— TASK BRIEF —
Copy the records out again in full, keeping them identical.
INPUT DATA below:
impl BrokerState {
    fn next_id(&mut self) -> u64 {
        self.next_id += 1;
        self.next_id
    }

    fn route(&mut self, exchange: &str, routing_key: &str) -> Result<Vec<String>, AmqpError> {
        if exchange == DEFAULT_EXCHANGE {
            return Ok(self
                .queues
                .contains_key(routing_key)
                .then(|| vec![routing_key.to_owned()])
                .unwrap_or_default());
        }

        let kind = *self.exchanges.get(exchange).ok_or_else(|| {
            AmqpError::PublishingError(format!("no exchange `{exchange}`"))
        })?;

        let mut targets: Vec<String> = self
            .bindings
            .iter()
            .filter(|(ex, _, pattern)| {
                ex == exchange
                    && match kind {
                        ExchangeKind::Direct => pattern == routing_key,
                        ExchangeKind::Fanout => true,
                        ExchangeKind::Topic => topic_matches(pattern, routing_key),
                    }
            })
            .map(|(_, queue, _)| queue.clone())
            .collect();
        targets.dedup();
        Ok(targets)
    }

    fn deliver(&mut self, queue_name: &str, message: StoredMessage) {
        let Some(queue) = self.queues.get_mut(queue_name) else {
            return;
        };

        while !queue.consumers.is_empty() {
            let index = queue.next_consumer % queue.consumers.len();
            queue.next_consumer = queue.next_consumer.wrapping_add(1);
            self.next_delivery_tag += 1;

            let consumer = &queue.consumers[index];
            let delivery = Delivery {
                consumer_tag: consumer.tag.clone(),
                delivery_tag: self.next_delivery_tag,
                redelivered: false,
                exchange: message.exchange.clone(),
                routing_key: message.routing_key.clone(),
                properties: message.properties.clone(),
                body: message.body.clone(),
            };

            if consumer.sender.send(Ok(delivery)).is_ok() {
                return;
            }
            queue.consumers.remove(index);
        }

        queue.messages.push_back(message);
    }

    fn drain_backlog(&mut self, queue_name: &str) {
        let backlog = match self.queues.get_mut(queue_name) {
            Some(queue) => std::mem::take(&mut queue.messages),
            None => return,
        };
        for message in backlog {
            self.deliver(queue_name, message);
        }
    }

    /// Removes matching consumers, then deletes exclusive queues owned by
    /// `closing_connection` and auto-delete queues left without consumers.
    fn remove_consumers<F>(&mut self, closing_connection: Option<u64>, should_remove: F)
    where
        F: Fn(&MemoryConsumer) -> bool,
    {
        for queue in self.queues.values_mut() {
            queue.consumers.retain(|c| !should_remove(c));
        }

        let doomed: Vec<String> = self
            .queues
            .iter()
            .filter(|(_, q)| {
                (q.owner.is_some() && q.owner == closing_connection)
                    || (q.def.delete && q.had_consumer && q.consumers.is_empty())
            })
            .map(|(name, _)| name.clone())
            .collect();

        for name in doomed {
            debug!(queue = %name, "memory broker deleting queue");
            self.queues.remove(&name);
            self.bindings.retain(|(_, queue, _)| *queue != name);
        }
    }

    fn close_connection(&mut self, id: u64) {
        if let Some(flag) = self.connections.remove(&id) {
            flag.send_replace(true);
        }
        self.remove_consumers(Some(id), |c| c.connection == id);
    }
}

/// An in-process broker. Cloning shares the same broker state.
#[derive(Clone, Default)]
pub struct MemoryBroker {
    state: Arc<Mutex<BrokerState>>,
}

impl MemoryBroker {
    pub fn new() -> MemoryBroker {
        MemoryBroker::default()
    }

    /// Closes every open connection as if the broker had dropped them.
    pub fn drop_connections(&self) {
        let mut state = self.state.lock();
        let ids: Vec<u64> = state.connections.keys().copied().collect();
        for id in ids {
            state.close_connection(id);
        }
    }

    /// Refuses the next `count` connection attempts.
    pub fn fail_next_connects(&self, count: usize) {
        self.state.lock().refused_connects = count;
    }

    pub fn connections_opened(&self) -> usize {
        self.state.lock().connections_opened
    }

    pub fn open_connections(&self) -> usize {
        self.state.lock().connections.len()
    }

    pub fn exchange_declarations(&self, exchange: &str) -> usize {
        self.state
            .lock()
            .exchange_declares
            .get(exchange)
            .copied()
            .unwrap_or_default()
    }

    pub fn queue_declarations(&self, queue: &str) -> usize {
        self.state
            .lock()
            .queue_declares
            .get(queue)
            .copied()
            .unwrap_or_default()
    }

    pub fn exchange_kind(&self, exchange: &str) -> Option<ExchangeKind> {
        self.state.lock().exchanges.get(exchange).copied()
    }

    pub fn queue_exists(&self, queue: &str) -> bool {
        self.state.lock().queues.contains_key(queue)
    }

    pub fn queue_definition(&self, queue: &str) -> Option<QueueDefinition> {
        self.state.lock().queues.get(queue).map(|q| q.def.clone())
    }

    /// Names of the queues whose name starts with `prefix`.
    pub fn queues_with_prefix(&self, prefix: &str) -> Vec<String> {
        let mut names: Vec<String> = self
            .state
            .lock()
            .queues
            .keys()
            .filter(|name| name.starts_with(prefix))
            .cloned()
            .collect();
        names.sort();
        names
    }

    /// `(exchange, routing key)` pairs bound to `queue`.
    pub fn bindings(&self, queue: &str) -> Vec<(String, String)> {
        self.state
            .lock()
            .bindings
            .iter()
            .filter(|(_, q, _)| q == queue)
            .map(|(exchange, _, key)| (exchange.clone(), key.clone()))
            .collect()
    }

    pub fn consumer_count(&self, queue: &str) -> usize {
        self.state
            .lock()
            .queues
            .get(queue)
            .map(|q| q.consumers.len())
            .unwrap_or_default()
    }

    /// Messages waiting in `queue` because nobody consumes it.
    pub fn message_count(&self, queue: &str) -> usize {
        self.state
            .lock()
            .queues
            .get(queue)
            .map(|q| q.messages.len())
            .unwrap_or_default()
    }

    pub fn published(&self) -> usize {
        self.state.lock().published
    }
}

#[async_trait]
impl BrokerConnector for MemoryBroker {
    async fn connect(&self) -> Result<Arc<dyn BrokerConnection>, AmqpError> {
        let mut state = self.state.lock();
        if state.refused_connects > 0 {
            state.refused_connects -= 1;
            return Err(AmqpError::ConnectionError("connection refused".to_owned()));
        }

        let id = state.next_id();
        let closed = Arc::new(watch::Sender::new(false));
        state.connections.insert(id, closed.clone());
        state.connections_opened += 1;
        debug!(connection = id, "memory broker accepted connection");

        Ok(Arc::new(MemoryConnection {
            id,
            broker: self.clone(),
            closed,
        }))
    }
}

/// A connection to a [`MemoryBroker`].
pub struct MemoryConnection {
    id: u64,
    broker: MemoryBroker,
    closed: Arc<watch::Sender<bool>>,
}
End of INPUT DATA.
— OUTPUT FOR THIS TASK —
impl BrokerState {
    fn next_id(&mut self) -> u64 {
        self.next_id += 1;
        self.next_id
    }

    fn route(&mut self, exchange: &str, routing_key: &str) -> Result<Vec<String>, AmqpError> {
        if exchange == DEFAULT_EXCHANGE {
            return Ok(self
                .queues
                .contains_key(routing_key)
                .then(|| vec![routing_key.to_owned()])
                .unwrap_or_default());
        }

        let kind = *self.exchanges.get(exchange).ok_or_else(|| {
            AmqpError::PublishingError(format!("no exchange `{exchange}`"))
        })?;

        let mut targets: Vec<String> = self
            .bindings
            .iter()
            .filter(|(ex, _, pattern)| {
                ex == exchange
                    && match kind {
                        ExchangeKind::Direct => pattern == routing_key,
                        ExchangeKind::Fanout => true,
                        ExchangeKind::Topic => topic_matches(pattern, routing_key),
                    }
            })
            .map(|(_, queue, _)| queue.clone())
            .collect();
        targets.dedup();
        Ok(targets)
    }

    fn deliver(&mut self, queue_name: &str, message: StoredMessage) {
        let Some(queue) = self.queues.get_mut(queue_name) else {
            return;
        };

        while !queue.consumers.is_empty() {
            let index = queue.next_consumer % queue.consumers.len();
            queue.next_consumer = queue.next_consumer.wrapping_add(1);
            self.next_delivery_tag += 1;

            let consumer = &queue.consumers[index];
            let delivery = Delivery {
                consumer_tag: consumer.tag.clone(),
                delivery_tag: self.next_delivery_tag,
                redelivered: false,
                exchange: message.exchange.clone(),
                routing_key: message.routing_key.clone(),
                properties: message.properties.clone(),
                body: message.body.clone(),
            };

            if consumer.sender.send(Ok(delivery)).is_ok() {
                return;
            }
            queue.consumers.remove(index);
        }

        queue.messages.push_back(message);
    }

    fn drain_backlog(&mut self, queue_name: &str) {
        let backlog = match self.queues.get_mut(queue_name) {
            Some(queue) => std::mem::take(&mut queue.messages),
            None => return,
        };
        for message in backlog {
            self.deliver(queue_name, message);
        }
    }

    /// Removes matching consumers, then deletes exclusive queues owned by
    /// `closing_connection` and auto-delete queues left without consumers.
    fn remove_consumers<F>(&mut self, closing_connection: Option<u64>, should_remove: F)
    where
        F: Fn(&MemoryConsumer) -> bool,
    {
        for queue in self.queues.values_mut() {
            queue.consumers.retain(|c| !should_remove(c));
        }

        let doomed: Vec<String> = self
            .queues
            .iter()
            .filter(|(_, q)| {
                (q.owner.is_some() && q.owner == closing_connection)
                    || (q.def.delete && q.had_consumer && q.consumers.is_empty())
            })
            .map(|(name, _)| name.clone())
            .collect();

        for name in doomed {
            debug!(queue = %name, "memory broker deleting queue");
            self.queues.remove(&name);
            self.bindings.retain(|(_, queue, _)| *queue != name);
        }
    }

    fn close_connection(&mut self, id: u64) {
        if let Some(flag) = self.connections.remove(&id) {
            flag.send_replace(true);
        }
        self.remove_consumers(Some(id), |c| c.connection == id);
    }
}

/// An in-process broker. Cloning shares the same broker state.
#[derive(Clone, Default)]
pub struct MemoryBroker {
    state: Arc<Mutex<BrokerState>>,
}

impl MemoryBroker {
    pub fn new() -> MemoryBroker {
        MemoryBroker::default()
    }

    /// Closes every open connection as if the broker had dropped them.
    pub fn drop_connections(&self) {
        let mut state = self.state.lock();
        let ids: Vec<u64> = state.connections.keys().copied().collect();
        for id in ids {
            state.close_connection(id);
        }
    }

    /// Refuses the next `count` connection attempts.
    pub fn fail_next_connects(&self, count: usize) {
        self.state.lock().refused_connects = count;
    }

    pub fn connections_opened(&self) -> usize {
        self.state.lock().connections_opened
    }

    pub fn open_connections(&self) -> usize {
        self.state.lock().connections.len()
    }

    pub fn exchange_declarations(&self, exchange: &str) -> usize {
        self.state
            .lock()
            .exchange_declares
            .get(exchange)
            .copied()
            .unwrap_or_default()
    }

    pub fn queue_declarations(&self, queue: &str) -> usize {
        self.state
            .lock()
            .queue_declares
            .get(queue)
            .copied()
            .unwrap_or_default()
    }

    pub fn exchange_kind(&self, exchange: &str) -> Option<ExchangeKind> {
        self.state.lock().exchanges.get(exchange).copied()
    }

    pub fn queue_exists(&self, queue: &str) -> bool {
        self.state.lock().queues.contains_key(queue)
    }

    pub fn queue_definition(&self, queue: &str) -> Option<QueueDefinition> {
        self.state.lock().queues.get(queue).map(|q| q.def.clone())
    }

    /// Names of the queues whose name starts with `prefix`.
    pub fn queues_with_prefix(&self, prefix: &str) -> Vec<String> {
        let mut names: Vec<String> = self
            .state
            .lock()
            .queues
            .keys()
            .filter(|name| name.starts_with(prefix))
            .cloned()
            .collect();
        names.sort();
        names
    }

    /// `(exchange, routing key)` pairs bound to `queue`.
    pub fn bindings(&self, queue: &str) -> Vec<(String, String)> {
        self.state
            .lock()
            .bindings
            .iter()
            .filter(|(_, q, _)| q == queue)
            .map(|(exchange, _, key)| (exchange.clone(), key.clone()))
            .collect()
    }

    pub fn consumer_count(&self, queue: &str) -> usize {
        self.state
            .lock()
            .queues
            .get(queue)
            .map(|q| q.consumers.len())
            .unwrap_or_default()
    }

    /// Messages waiting in `queue` because nobody consumes it.
    pub fn message_count(&self, queue: &str) -> usize {
        self.state
            .lock()
            .queues
            .get(queue)
            .map(|q| q.messages.len())
            .unwrap_or_default()
    }

    pub fn published(&self) -> usize {
        self.state.lock().published
    }
}

#[async_trait]
impl BrokerConnector for MemoryBroker {
    async fn connect(&self) -> Result<Arc<dyn BrokerConnection>, AmqpError> {
        let mut state = self.state.lock();
        if state.refused_connects > 0 {
            state.refused_connects -= 1;
            return Err(AmqpError::ConnectionError("connection refused".to_owned()));
        }

        let id = state.next_id();
        let closed = Arc::new(watch::Sender::new(false));
        state.connections.insert(id, closed.clone());
        state.connections_opened += 1;
        debug!(connection = id, "memory broker accepted connection");

        Ok(Arc::new(MemoryConnection {
            id,
            broker: self.clone(),
            closed,
        }))
    }
}

/// A connection to a [`MemoryBroker`].
pub struct MemoryConnection {
    id: u64,
    broker: MemoryBroker,
    closed: Arc<watch::Sender<bool>>,
}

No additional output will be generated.